The Albanians started to cross Greece's northern frontier nearly two years ago, when their Stalinist system at home was cracking apart and Italian authorities thwarted the attempt by thousands to flee to Italy by sea.
Greek officials estimate there are about 200,000 Albanians in Greece, or one Albanian for every 50 Greeks. However, the number is fluid, because some Albanians stay for only a few weeks, while others arrive to replace them. With own country's economy in a state of almost total collapse, the Albanians know that even a month's poorly paid work in Greece can translate in to food, clothes and consumer goods.
'The Balkans produce some strange statistics,' said one Greek official. 'It seems, for instance, that more than five times as many refrigerators have entered Albania in 1991-92 than in the whole time of its national existence. The Albanians take them in from Greece.'
The Albanians do low-paid or seasonal jobs that many Greeks disdain and Greek employers like to take on Albanians because the labour is cheap and they can evade insurance costs. Officially, the Albanians need visas and work permits, but the Greek government is either unwilling or unable to patrol the border effectively and keep out the illegal immigrants.

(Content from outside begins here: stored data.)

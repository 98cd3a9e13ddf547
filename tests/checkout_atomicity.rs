mod common;

use sea_orm::{ColumnTrait, EntityTrait, QueryFilter};
use storefront_api::{
    dto::cart::AddToCartRequest,
    entity::{cart_items, orders, products},
    error::AppError,
    services::{cart_service, checkout_service},
};

// A cart where one line exceeds current stock must fail as a whole: no
// order, no stock change, no cart deletion.
#[tokio::test]
async fn insufficient_stock_aborts_without_partial_state() -> anyhow::Result<()> {
    let Some(state) = common::setup_state().await? else {
        return Ok(());
    };

    let user_id = common::create_user(&state, "blocked").await?;
    let category_id = common::create_category(&state).await?;
    let plenty = common::create_product(&state, category_id, 100, 5).await?;
    let scarce = common::create_product(&state, category_id, 250, 2).await?;

    cart_service::add_to_cart(
        &state.pool,
        AddToCartRequest {
            user_id,
            product_id: plenty,
            quantity: Some(1),
        },
    )
    .await?;
    // Stock was 2 at add time but is drained before checkout.
    cart_service::add_to_cart(
        &state.pool,
        AddToCartRequest {
            user_id,
            product_id: scarce,
            quantity: Some(2),
        },
    )
    .await?;
    sqlx::query("UPDATE products SET stock = 1 WHERE id = $1")
        .bind(scarce)
        .execute(&state.pool)
        .await?;

    let result = checkout_service::place_order(&state, user_id).await;
    match result {
        Err(AppError::InsufficientStock { available, .. }) => {
            assert_eq!(available, 1);
        }
        other => panic!("expected InsufficientStock, got {other:?}"),
    }

    let user_orders = orders::Entity::find()
        .filter(orders::Column::UserId.eq(user_id))
        .all(&state.orm)
        .await?;
    assert!(user_orders.is_empty(), "no order may survive the abort");

    let plenty_row = products::Entity::find_by_id(plenty)
        .one(&state.orm)
        .await?
        .expect("product row");
    assert_eq!(plenty_row.stock, 5);
    assert_eq!(plenty_row.sold, 0);

    let scarce_row = products::Entity::find_by_id(scarce)
        .one(&state.orm)
        .await?
        .expect("product row");
    assert_eq!(scarce_row.stock, 1);
    assert_eq!(scarce_row.sold, 0);

    let lines = cart_items::Entity::find()
        .filter(cart_items::Column::UserId.eq(user_id))
        .all(&state.orm)
        .await?;
    assert_eq!(lines.len(), 2, "cart must be untouched after the abort");

    // An unknown user is rejected before anything is read.
    let result = checkout_service::place_order(&state, uuid::Uuid::new_v4()).await;
    assert!(matches!(result, Err(AppError::InvalidUser)));

    Ok(())
}

// Adding beyond stock never mutates the cart; the response carries the
// available count as an advisory.
#[tokio::test]
async fn add_to_cart_beyond_stock_is_an_advisory() -> anyhow::Result<()> {
    let Some(state) = common::setup_state().await? else {
        return Ok(());
    };

    let user_id = common::create_user(&state, "advisory").await?;
    let category_id = common::create_category(&state).await?;
    let product_id = common::create_product(&state, category_id, 100, 3).await?;

    let resp = cart_service::add_to_cart(
        &state.pool,
        AddToCartRequest {
            user_id,
            product_id,
            quantity: Some(4),
        },
    )
    .await?;
    assert_eq!(resp.message, "Available stock is 3");
    assert!(resp.data.expect("cart data").items.is_empty());

    Ok(())
}
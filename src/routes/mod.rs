use axum::Router;

use crate::state::AppState;

pub mod auth;
pub mod cart;
pub mod categories;
pub mod doc;
pub mod health;
pub mod orders;
pub mod params;
pub mod products;
pub mod reviews;

// Build the API router without binding state; it will be provided at the top level.
pub fn create_api_router() -> Router<AppState> {
    Router::new()
        .nest("/auth", auth::router())
        .nest("/categories", categories::router())
        .nest("/products", products::router())
        .nest("/cart", cart::router())
        .nest("/order", orders::router())
        .nest("/reviews", reviews::router())
}
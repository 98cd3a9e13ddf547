use axum::{
    Json, Router,
    http::{HeaderName, Request, Response, StatusCode, Uri},
    routing::get,
};
use tower::limit::ConcurrencyLimitLayer;
use tower_http::limit::RequestBodyLimitLayer;
use tower_http::request_id::{MakeRequestUuid, PropagateRequestIdLayer, SetRequestIdLayer};
use tower_http::trace::TraceLayer;
use tracing_subscriber::{layer::SubscriberExt, util::SubscriberInitExt};

use std::{net::SocketAddr, time::Duration};

use storefront_api::{
    config::AppConfig,
    db::{create_orm_conn, create_pool},
    response::{ApiResponse, Meta},
    routes::{create_api_router, doc::scalar_docs, health},
    state::AppState,
};

#[tokio::main]
async fn main() -> anyhow::Result<()> {
    dotenvy::dotenv().ok();
    tracing_subscriber::registry()
        .with(
            tracing_subscriber::EnvFilter::try_from_default_env()
                .unwrap_or_else(|_| "info,storefront_api=debug".into()),
        )
        .with(tracing_subscriber::fmt::layer())
        .init();

    let config = AppConfig::from_env()?;
    let pool = create_pool(&config.database_url).await?;
    let orm = create_orm_conn(&config.database_url).await?;

    sqlx::migrate!("./migrations").run(&pool).await?;

    let state = AppState { pool, orm };

    let api_router = create_api_router();
    let concurrency_limit_layer = ConcurrencyLimitLayer::new(100);

    let request_id_header = HeaderName::from_static("x-request-id");
    let trace_layer = TraceLayer::new_for_http()
        .make_span_with(|request: &Request<_>| {
            let request_id = request
                .headers()
                .get("x-request-id")
                .and_then(|value| value.to_str().ok())
                .unwrap_or("-");
            tracing::info_span!(
                "http_request",
                method = %request.method(),
                uri = %request.uri(),
                request_id = %request_id
            )
        })
        .on_request(|request: &Request<_>, _span: &tracing::Span| {
            let request_id = request
                .headers()
                .get("x-request-id")
                .and_then(|value| value.to_str().ok())
                .unwrap_or("-");
            tracing::info!(
                request_id = %request_id,
                method = %request.method(),
                uri = %request.uri(),
                "request started"
            );
        })
        .on_response(|response: &Response<_>, latency: Duration, _span: &tracing::Span| {
            tracing::info!(
                status = %response.status(),
                ms = %latency.as_millis(),
                "request finished"
            );
        });

    let app = Router::new()
        .route("/health", get(health::health_check))
        .nest("/api", api_router)
        .merge(scalar_docs())
        .fallback(not_found)
        .layer(trace_layer)
        .layer(PropagateRequestIdLayer::new(request_id_header.clone()))
        .layer(SetRequestIdLayer::new(request_id_header, MakeRequestUuid))
        .layer(RequestBodyLimitLayer::new(1024 * 1024))
        .layer(concurrency_limit_layer)
        .with_state(state);

    let addr = SocketAddr::from((config.host.parse::<std::net::IpAddr>()?, config.port));
    tracing::info!("listening on {}", addr);

    axum::serve(tokio::net::TcpListener::bind(addr).await?, app).await?;

    Ok(())
}

async fn not_found(uri: Uri) -> (StatusCode, Json<ApiResponse<serde_json::Value>>) {
    let body = ApiResponse::success(
        "Not Found",
        serde_json::json!({ "path": uri.path() }),
        Some(Meta::empty()),
    );
    (StatusCode::NOT_FOUND, Json(body))
}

The Albanians have spread out from the north-western frontier region of Epirus to Athens, Salonica and many Ionian and Aegean islands. Their language and worn and cheap clothing make them instantly recognisable. Few can afford to stay in decent accommodation. Thousands take shelter in barns, abandoned homes or slums. Some take to petty theft and scavenging, while others have guns and may be linked to criminal gangs in Albania.
For the moment, the Greek government treats the matter mainly as a social problem, but more serious dangers may lie ahead. Every Balkan country fears that it is only a matter of time before violence breaks out in ethnic Albanian communities suffering discrimination in the Serbian- ruled province of Kosovo and the former Yugoslav republic of Macedonia. About 2 million Albanians live in Kosovo, and at least another 400,000 in Macedonia. If the worst happens, hundreds of thousands of Albanian refugees are likely to flee south to Greece, posing a problem so grave that the government says it will have no choice but to close the border.
An added risk is that the Albanians in Greece will be so alarmed at the fate of their compatriots to the north that they will try to go to their aid, with weapons if necessary. Some Albanians in Kosovo, western Macedonia and Albania itself have raised the possibility of creating a Greater Albanian out of their three territories, although Albanian political leaders in each place have recently played down this prospect.